*** Opening RECORDS FOR THE EXERCISE ***
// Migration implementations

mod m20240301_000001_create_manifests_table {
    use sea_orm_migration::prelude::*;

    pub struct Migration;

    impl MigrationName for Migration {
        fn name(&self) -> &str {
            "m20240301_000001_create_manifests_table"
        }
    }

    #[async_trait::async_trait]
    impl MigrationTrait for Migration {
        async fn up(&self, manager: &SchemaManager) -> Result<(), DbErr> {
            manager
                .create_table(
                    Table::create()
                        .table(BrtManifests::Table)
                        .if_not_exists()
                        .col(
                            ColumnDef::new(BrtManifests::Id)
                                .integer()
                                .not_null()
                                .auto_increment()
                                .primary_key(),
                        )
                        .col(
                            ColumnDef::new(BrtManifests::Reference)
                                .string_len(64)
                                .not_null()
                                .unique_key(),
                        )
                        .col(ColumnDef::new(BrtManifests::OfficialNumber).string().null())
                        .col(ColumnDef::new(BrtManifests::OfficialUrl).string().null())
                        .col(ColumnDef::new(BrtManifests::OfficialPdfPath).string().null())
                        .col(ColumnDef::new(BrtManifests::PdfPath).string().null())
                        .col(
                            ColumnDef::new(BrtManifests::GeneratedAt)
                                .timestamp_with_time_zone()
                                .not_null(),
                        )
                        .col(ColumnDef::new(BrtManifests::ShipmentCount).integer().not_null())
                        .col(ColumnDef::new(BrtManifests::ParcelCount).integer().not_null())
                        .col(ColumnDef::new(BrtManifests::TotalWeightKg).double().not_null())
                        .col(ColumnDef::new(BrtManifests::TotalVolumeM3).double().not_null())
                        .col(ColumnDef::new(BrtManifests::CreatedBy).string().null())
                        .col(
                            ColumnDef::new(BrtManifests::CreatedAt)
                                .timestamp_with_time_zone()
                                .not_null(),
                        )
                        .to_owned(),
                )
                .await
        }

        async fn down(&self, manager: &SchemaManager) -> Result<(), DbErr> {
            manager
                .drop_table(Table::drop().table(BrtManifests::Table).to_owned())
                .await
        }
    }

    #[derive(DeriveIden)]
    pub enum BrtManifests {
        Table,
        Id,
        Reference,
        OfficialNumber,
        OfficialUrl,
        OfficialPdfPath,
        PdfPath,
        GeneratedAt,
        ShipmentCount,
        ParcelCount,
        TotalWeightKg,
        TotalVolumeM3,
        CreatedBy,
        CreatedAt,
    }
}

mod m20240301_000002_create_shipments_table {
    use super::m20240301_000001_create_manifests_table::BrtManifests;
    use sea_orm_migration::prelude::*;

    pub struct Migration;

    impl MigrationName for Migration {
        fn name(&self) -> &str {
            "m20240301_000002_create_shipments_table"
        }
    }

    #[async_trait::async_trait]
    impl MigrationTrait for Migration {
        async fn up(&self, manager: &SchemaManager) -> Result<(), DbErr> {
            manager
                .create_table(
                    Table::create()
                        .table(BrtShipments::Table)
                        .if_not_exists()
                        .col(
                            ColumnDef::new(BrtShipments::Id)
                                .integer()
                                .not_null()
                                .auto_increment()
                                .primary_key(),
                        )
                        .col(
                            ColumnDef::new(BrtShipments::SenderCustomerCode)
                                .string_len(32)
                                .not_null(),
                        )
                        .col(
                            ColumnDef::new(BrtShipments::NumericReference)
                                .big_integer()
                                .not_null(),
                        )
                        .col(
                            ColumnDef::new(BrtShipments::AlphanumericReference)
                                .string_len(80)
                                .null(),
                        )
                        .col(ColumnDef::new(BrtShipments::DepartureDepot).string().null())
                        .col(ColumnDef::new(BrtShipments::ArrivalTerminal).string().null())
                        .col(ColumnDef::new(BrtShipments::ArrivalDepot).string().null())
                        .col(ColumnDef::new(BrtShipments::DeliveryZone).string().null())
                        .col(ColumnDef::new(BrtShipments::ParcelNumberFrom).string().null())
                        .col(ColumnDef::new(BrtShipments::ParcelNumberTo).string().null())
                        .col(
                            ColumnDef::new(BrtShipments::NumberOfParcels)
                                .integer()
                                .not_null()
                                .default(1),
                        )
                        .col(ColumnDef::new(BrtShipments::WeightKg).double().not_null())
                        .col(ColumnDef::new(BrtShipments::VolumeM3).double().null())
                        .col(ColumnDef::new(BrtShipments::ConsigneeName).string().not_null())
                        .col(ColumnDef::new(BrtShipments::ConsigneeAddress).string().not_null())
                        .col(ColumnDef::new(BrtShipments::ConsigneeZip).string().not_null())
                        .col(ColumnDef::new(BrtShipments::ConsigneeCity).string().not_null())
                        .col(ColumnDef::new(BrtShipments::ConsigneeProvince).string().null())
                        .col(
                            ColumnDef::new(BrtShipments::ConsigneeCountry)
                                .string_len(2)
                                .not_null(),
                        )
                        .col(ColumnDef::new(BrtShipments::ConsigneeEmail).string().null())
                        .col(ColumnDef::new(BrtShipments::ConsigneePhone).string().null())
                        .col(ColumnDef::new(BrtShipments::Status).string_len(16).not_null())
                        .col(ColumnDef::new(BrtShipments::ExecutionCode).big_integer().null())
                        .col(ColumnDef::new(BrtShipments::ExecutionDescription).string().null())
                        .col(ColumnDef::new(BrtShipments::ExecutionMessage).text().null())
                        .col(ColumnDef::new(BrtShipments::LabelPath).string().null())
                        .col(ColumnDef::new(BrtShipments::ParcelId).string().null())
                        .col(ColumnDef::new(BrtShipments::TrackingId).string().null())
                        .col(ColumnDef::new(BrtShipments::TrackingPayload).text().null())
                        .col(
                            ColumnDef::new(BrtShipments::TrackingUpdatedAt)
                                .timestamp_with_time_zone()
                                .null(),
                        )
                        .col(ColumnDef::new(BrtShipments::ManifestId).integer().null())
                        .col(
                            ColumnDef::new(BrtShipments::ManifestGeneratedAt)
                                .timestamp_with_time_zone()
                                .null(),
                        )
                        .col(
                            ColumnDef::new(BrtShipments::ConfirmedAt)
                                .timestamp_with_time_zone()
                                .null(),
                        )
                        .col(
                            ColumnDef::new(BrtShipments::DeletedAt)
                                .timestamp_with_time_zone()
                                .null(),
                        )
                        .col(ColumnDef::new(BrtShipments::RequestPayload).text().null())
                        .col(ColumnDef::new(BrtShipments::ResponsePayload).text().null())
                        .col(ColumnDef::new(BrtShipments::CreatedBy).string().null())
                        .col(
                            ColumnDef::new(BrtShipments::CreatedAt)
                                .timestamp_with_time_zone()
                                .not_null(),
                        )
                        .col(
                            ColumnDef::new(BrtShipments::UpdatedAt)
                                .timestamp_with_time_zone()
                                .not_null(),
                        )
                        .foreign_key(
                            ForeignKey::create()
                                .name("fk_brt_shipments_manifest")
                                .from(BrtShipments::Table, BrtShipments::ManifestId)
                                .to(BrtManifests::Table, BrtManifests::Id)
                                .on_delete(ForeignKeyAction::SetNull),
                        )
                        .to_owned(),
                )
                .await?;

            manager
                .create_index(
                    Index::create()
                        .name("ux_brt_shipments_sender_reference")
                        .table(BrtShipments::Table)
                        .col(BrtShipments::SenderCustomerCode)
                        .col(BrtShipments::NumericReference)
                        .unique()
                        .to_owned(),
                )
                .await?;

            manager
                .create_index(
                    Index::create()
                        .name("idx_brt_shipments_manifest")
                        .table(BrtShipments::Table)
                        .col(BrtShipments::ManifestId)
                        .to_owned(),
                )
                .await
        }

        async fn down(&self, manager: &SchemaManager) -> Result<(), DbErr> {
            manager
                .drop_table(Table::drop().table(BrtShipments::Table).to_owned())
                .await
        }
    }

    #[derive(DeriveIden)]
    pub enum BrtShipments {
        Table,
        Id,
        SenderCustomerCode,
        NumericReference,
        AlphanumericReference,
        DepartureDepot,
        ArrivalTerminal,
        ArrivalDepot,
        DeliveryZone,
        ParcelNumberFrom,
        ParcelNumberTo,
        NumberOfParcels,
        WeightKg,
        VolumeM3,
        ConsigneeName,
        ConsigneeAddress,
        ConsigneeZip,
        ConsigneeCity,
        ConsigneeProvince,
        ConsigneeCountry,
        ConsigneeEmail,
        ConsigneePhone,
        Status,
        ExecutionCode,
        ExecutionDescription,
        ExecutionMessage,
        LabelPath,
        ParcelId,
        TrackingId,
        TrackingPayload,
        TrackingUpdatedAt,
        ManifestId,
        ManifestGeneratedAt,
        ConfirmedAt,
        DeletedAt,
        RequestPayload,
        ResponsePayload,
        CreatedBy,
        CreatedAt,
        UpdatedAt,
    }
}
*** Closing RECORDS FOR THE EXERCISE ***
__EXERCISE DIRECTIONS__.
The required output is each line of the entries that contains the word "drop".

__ANSWER TO THIS PROBLEM__.
                .drop_table(Table::drop().table(BrtManifests::Table).to_owned())
                .drop_table(Table::drop().table(BrtShipments::Table).to_owned())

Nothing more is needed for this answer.